» EXERCISE INSTRUCTIONS
In the entries below, find each line with the string "crate" and copy it.

DATA SHOWN section start

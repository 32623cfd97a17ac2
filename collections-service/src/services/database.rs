//! PostgreSQL-backed [`CollectionsStore`].

use async_trait::async_trait;
use chrono::{DateTime, Utc};
use service_core::error::AppError;
use sqlx::postgres::{PgPool, PgPoolOptions, PgRow};
use sqlx::Row;
use std::str::FromStr;
use std::time::Duration;
use tracing::{info, instrument};
use uuid::Uuid;

use crate::models::{
    Customer, EscalationAlert, Mandate, MandateStatus, PaymentInstance, PaymentStatus, PeriodKey,
    SubjectType, Subscription, SubscriptionStatus,
};
use crate::services::metrics::DB_QUERY_DURATION;
use crate::services::store::{webhook_lease_cutoff, CollectionsStore, WebhookClaim};

const CUSTOMER_COLUMNS: &str =
    "customer_id, legal_name, email, country, gateway_customer_id, created_utc, updated_utc";

const MANDATE_COLUMNS: &str = "mandate_id, customer_id, contract_id, gateway_mandate_id, reference, scheme, status, status_reason, expires_on, created_utc, updated_utc, cancelled_utc";

const SUBSCRIPTION_COLUMNS: &str = "subscription_id, mandate_id, contract_id, amount, currency, cadence, anchor_day, starts_on, status, created_utc, updated_utc, cancelled_utc";

const PAYMENT_COLUMNS: &str = "payment_id, subscription_id, period_key, amount, currency, due_date, notify_by, status, gateway_payment_id, last_error, return_code, notify_attempts, notified_utc, submitted_utc, created_utc, updated_utc, version";

/// Database connection pool wrapper.
#[derive(Clone)]
pub struct Database {
    pool: PgPool,
}

fn db_error(operation: &str, e: sqlx::Error) -> AppError {
    if let sqlx::Error::Database(db) = &e {
        if db.is_unique_violation() {
            return AppError::Conflict(anyhow::anyhow!("{}: {}", operation, db.message()));
        }
    }
    AppError::DatabaseError(anyhow::anyhow!("Failed to {}: {}", operation, e))
}

fn parse<T: FromStr<Err = String>>(value: String) -> Result<T, AppError> {
    value
        .parse()
        .map_err(|e: String| AppError::DatabaseError(anyhow::anyhow!("Corrupt row: {}", e)))
}
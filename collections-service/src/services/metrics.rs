//! Metrics module for collections-service.
//! Provides Prometheus metrics for collection runs, gateway traffic and dunning.

use once_cell::sync::Lazy;
use prometheus::{
    histogram_opts, opts, register_histogram_vec, register_int_counter_vec, Encoder, HistogramVec,
    IntCounterVec, TextEncoder,
};
use std::sync::OnceLock;

/// Database query duration histogram
pub static DB_QUERY_DURATION: Lazy<HistogramVec> = Lazy::new(|| {
    register_histogram_vec!(
        histogram_opts!(
            "collections_db_query_duration_seconds",
            "Database query duration"
        ),
        &["operation"]
    )
    .expect("Failed to register DB_QUERY_DURATION")
});

/// Payment instance transitions by from/to status
pub static PAYMENT_TRANSITIONS_TOTAL: OnceLock<IntCounterVec> = OnceLock::new();

/// Payment instances created by the scheduler
pub static INSTANCES_SCHEDULED_TOTAL: OnceLock<IntCounterVec> = OnceLock::new();

/// Pre-notifications by outcome
pub static NOTIFICATIONS_TOTAL: OnceLock<IntCounterVec> = OnceLock::new();

/// Outbound gateway calls by operation and outcome
pub static GATEWAY_CALLS_TOTAL: OnceLock<IntCounterVec> = OnceLock::new();

/// Inbound webhook events by type and outcome
pub static WEBHOOK_EVENTS_TOTAL: OnceLock<IntCounterVec> = OnceLock::new();

/// Dunning alerts by subject type and stage
pub static ESCALATION_ALERTS_TOTAL: OnceLock<IntCounterVec> = OnceLock::new();

/// Failures that need a human
pub static OPERATOR_ALERTS_TOTAL: OnceLock<IntCounterVec> = OnceLock::new();

/// Initialize all metrics. Call once at startup.
pub fn init_metrics() {
    PAYMENT_TRANSITIONS_TOTAL.get_or_init(|| {
        register_int_counter_vec!(
            opts!(
                "collections_payment_transitions_total",
                "Payment instance state transitions"
            ),
            &["from", "to"]
        )
        .expect("Failed to register PAYMENT_TRANSITIONS_TOTAL")
    });

    INSTANCES_SCHEDULED_TOTAL.get_or_init(|| {
        register_int_counter_vec!(
            opts!(
                "collections_instances_scheduled_total",
                "Payment instances created by the scheduler"
            ),
            &["scheme"]
        )
        .expect("Failed to register INSTANCES_SCHEDULED_TOTAL")
    });

    NOTIFICATIONS_TOTAL.get_or_init(|| {
        register_int_counter_vec!(
            opts!(
                "collections_notifications_total",
                "Notifications sent by template and outcome"
            ),
            &["template", "outcome"]
        )
        .expect("Failed to register NOTIFICATIONS_TOTAL")
    });

    GATEWAY_CALLS_TOTAL.get_or_init(|| {
        register_int_counter_vec!(
            opts!("collections_gateway_calls_total", "Gateway calls"),
            &["operation", "outcome"]
        )
        .expect("Failed to register GATEWAY_CALLS_TOTAL")
    });

    WEBHOOK_EVENTS_TOTAL.get_or_init(|| {
        register_int_counter_vec!(
            opts!("collections_webhook_events_total", "Gateway webhook events"),
            &["event_type", "outcome"]
        )
        .expect("Failed to register WEBHOOK_EVENTS_TOTAL")
    });

    ESCALATION_ALERTS_TOTAL.get_or_init(|| {
        register_int_counter_vec!(
            opts!(
                "collections_escalation_alerts_total",
                "Dunning alerts raised"
            ),
            &["subject_type", "stage"]
        )
        .expect("Failed to register ESCALATION_ALERTS_TOTAL")
    });

    OPERATOR_ALERTS_TOTAL.get_or_init(|| {
        register_int_counter_vec!(
            opts!(
                "collections_operator_alerts_total",
                "Failures requiring manual review"
            ),
            &["reason"]
        )
        .expect("Failed to register OPERATOR_ALERTS_TOTAL")
    });

    // Force initialization of lazy statics
    let _ = &*DB_QUERY_DURATION;
}

/// Get metrics in Prometheus text format.
pub fn get_metrics() -> String {
    let encoder = TextEncoder::new();
    let metric_families = prometheus::gather();
    let mut buffer = Vec::new();
    if let Err(e) = encoder.encode(&metric_families, &mut buffer) {
        tracing::error!(error = %e, "Failed to encode metrics");
    }
    String::from_utf8(buffer).unwrap_or_default()
}

pub fn record_payment_transition(from: &str, to: &str) {
    if let Some(counter) = PAYMENT_TRANSITIONS_TOTAL.get() {
        counter.with_label_values(&[from, to]).inc();
    }
}

pub fn record_instance_scheduled(scheme: &str) {
    if let Some(counter) = INSTANCES_SCHEDULED_TOTAL.get() {
        counter.with_label_values(&[scheme]).inc();
    }
}

pub fn record_notification(template: &str, outcome: &str) {
    if let Some(counter) = NOTIFICATIONS_TOTAL.get() {
        counter.with_label_values(&[template, outcome]).inc();
    }
}

pub fn record_gateway_call(operation: &str, outcome: &str) {
    if let Some(counter) = GATEWAY_CALLS_TOTAL.get() {
        counter.with_label_values(&[operation, outcome]).inc();
    }
}

pub fn record_webhook_event(event_type: &str, outcome: &str) {
    if let Some(counter) = WEBHOOK_EVENTS_TOTAL.get() {
        counter.with_label_values(&[event_type, outcome]).inc();
    }
}

pub fn record_escalation_alert(subject_type: &str, stage: &str) {
    if let Some(counter) = ESCALATION_ALERTS_TOTAL.get() {
        counter.with_label_values(&[subject_type, stage]).inc();
    }
}

/// Record a failure that needs manual review.
pub fn record_operator_alert(reason: &str) {
    if let Some(counter) = OPERATOR_ALERTS_TOTAL.get() {
        counter.with_label_values(&[reason]).inc();
    }
}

DATA SHOWN section end

» ANSWER FOR THIS EXERCISE
use crate::models::{
use crate::services::metrics::DB_QUERY_DURATION;
use crate::services::store::{webhook_lease_cutoff, CollectionsStore, WebhookClaim};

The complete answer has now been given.